As the evening fell on Etosha and our time was coming to an end we made our way to one last watering hole. It just happened to be our best sighting of the day. We found a lion sitting on a fresh kill while a black backed jackal and two hyenas circled around waiting for the scraps.
We watched the animals until the 6 p.m. closing time and returned back to the safari camp hungry and tired. After a full meal and good nights sleep, we moved to check out the Etosha Safari Lodge, just two minutes down the road, for a change of pace. We had plans to drive across the park the next days and spend two days exploring Etosha from the Eastern side. With this in mind, we chose to relax at the gorgeous lodge and take in some long days by the pool watching the giraffes in the distance. Of course, we always had a cool gin and tonic in hand.
Each room here had its own porch that looked out towards the national park. While sipping our drinks from the main deck we spotted a herd of Zebra and a tower of giraffe. As the night came to an end we watched a thunderstorm roll over Etosha from the lodge’s elevated deck.

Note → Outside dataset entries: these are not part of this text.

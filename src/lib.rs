//! # Recipe Reconciler
//!
//! Cost reconciliation for institutional catering: resolves product prices,
//! converts units, binds free-text ingredients to purchasing-specification
//! rules and reports where recipes deviate from what a specification allows.

pub mod conversion;
pub mod costing;
pub mod ingredient_matcher;
pub mod price_resolver;
pub mod reconcile_config;
pub mod reconcile_errors;
pub mod reconcile_model;
pub mod reports;
pub mod snapshot;
pub mod unit_normalizer;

We’re certain that the park has some well managed campsites, but after our first experience in Sossusvlei, we decided to opt outside of the park and spend two lovely days at the Onguma campsite at the Eastern gate. It takes roughly four hours to drive from the Southern gate to the Eastern gate. Our second day of driving in Etosha was not nearly as eventful as our first. We saw a few zebra, springbok, wildebeest, and giraffe.
The campsites at Onguma will spoil campers. Each campsite comes with a private shower, bathroom, kitchen area, laundry sink, power points, and plenty of shade. Combine that with a pool, shop, WiFi, and a nice lounge overlooking a watering hole. It is also a private concession and campers can take a game drive through their park that has large game including predators. Not only did we find the campsites here way nicer, but they were much cheaper than the park campsites too!
Etosha National Park Facts
“Etosha” means “big white place,” which refers to the Etosha Salt Pan. The park covers an area of roughly 20,000 square kilometers. It is the second largest national park in Namibia. Etosha National Park is home 114 mammal species. All accommodation within the park is managed by Namibian Wildlife Resorts – a Namibian government run company. The center pan that park derives its name from is 4731km² large. Click here for maps of Etosha National Park.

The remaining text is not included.